DATA -
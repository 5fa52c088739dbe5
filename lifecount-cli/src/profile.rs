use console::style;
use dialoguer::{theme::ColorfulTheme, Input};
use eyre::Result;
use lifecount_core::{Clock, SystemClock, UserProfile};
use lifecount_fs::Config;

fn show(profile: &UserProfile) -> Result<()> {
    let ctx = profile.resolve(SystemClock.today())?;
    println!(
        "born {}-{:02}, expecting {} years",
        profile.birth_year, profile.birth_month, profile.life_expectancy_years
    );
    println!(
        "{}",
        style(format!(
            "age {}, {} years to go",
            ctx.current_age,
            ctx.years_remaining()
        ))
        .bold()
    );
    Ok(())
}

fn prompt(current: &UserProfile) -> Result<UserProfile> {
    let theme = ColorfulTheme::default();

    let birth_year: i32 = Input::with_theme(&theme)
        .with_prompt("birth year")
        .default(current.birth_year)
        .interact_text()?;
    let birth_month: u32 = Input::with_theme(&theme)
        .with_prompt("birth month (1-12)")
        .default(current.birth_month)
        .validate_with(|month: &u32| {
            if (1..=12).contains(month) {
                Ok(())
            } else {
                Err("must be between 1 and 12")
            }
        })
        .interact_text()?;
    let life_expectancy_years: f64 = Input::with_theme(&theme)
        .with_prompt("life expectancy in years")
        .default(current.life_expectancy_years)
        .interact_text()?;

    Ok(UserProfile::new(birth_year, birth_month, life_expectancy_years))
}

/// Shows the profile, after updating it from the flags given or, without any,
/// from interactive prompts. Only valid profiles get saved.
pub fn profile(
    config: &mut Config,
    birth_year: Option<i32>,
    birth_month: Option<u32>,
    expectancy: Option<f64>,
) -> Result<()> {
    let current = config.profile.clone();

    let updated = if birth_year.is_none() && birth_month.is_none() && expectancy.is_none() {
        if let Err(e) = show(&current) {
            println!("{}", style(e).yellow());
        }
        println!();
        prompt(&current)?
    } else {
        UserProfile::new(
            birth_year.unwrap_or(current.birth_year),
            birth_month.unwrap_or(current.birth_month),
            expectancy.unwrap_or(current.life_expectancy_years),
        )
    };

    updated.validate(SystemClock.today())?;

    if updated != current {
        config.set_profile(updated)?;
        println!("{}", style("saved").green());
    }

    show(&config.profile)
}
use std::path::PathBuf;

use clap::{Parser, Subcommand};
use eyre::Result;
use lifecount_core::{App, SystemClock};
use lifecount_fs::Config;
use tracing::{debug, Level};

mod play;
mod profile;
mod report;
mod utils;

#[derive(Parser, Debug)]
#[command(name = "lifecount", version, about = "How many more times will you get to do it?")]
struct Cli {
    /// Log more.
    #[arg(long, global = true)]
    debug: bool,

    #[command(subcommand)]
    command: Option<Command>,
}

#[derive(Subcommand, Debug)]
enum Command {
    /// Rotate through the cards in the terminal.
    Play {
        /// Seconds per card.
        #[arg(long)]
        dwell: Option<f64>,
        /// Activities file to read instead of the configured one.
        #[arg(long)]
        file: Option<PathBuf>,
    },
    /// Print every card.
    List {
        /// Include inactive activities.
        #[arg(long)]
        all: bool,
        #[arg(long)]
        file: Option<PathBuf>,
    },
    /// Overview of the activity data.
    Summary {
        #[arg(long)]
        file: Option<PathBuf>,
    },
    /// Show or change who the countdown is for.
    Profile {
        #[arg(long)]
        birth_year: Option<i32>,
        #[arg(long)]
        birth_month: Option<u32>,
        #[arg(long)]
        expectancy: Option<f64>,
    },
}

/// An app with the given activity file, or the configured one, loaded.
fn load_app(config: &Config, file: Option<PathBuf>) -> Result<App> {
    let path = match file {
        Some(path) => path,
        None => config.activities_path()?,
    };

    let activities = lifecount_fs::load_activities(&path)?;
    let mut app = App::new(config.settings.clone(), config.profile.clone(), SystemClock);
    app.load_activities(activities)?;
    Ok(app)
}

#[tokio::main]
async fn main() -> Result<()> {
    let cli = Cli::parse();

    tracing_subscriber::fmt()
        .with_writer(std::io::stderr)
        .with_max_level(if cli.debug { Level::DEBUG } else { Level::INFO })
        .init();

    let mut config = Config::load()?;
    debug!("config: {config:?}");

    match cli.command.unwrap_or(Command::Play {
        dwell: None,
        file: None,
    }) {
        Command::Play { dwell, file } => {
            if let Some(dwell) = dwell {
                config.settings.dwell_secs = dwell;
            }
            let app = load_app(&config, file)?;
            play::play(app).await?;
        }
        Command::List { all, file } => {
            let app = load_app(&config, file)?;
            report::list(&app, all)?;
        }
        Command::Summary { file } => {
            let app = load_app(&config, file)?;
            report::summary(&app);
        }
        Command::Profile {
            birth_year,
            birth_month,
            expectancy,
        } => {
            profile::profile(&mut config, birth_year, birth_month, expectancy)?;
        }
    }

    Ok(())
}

ACTIVITY - Search the listing for "dwell" and show every line where it occurs.

COMPLETED EXERCISE -
        dwell: Option<f64>,
        dwell: None,
        Command::Play { dwell, file } => {
            if let Some(dwell) = dwell {
                config.settings.dwell_secs = dwell;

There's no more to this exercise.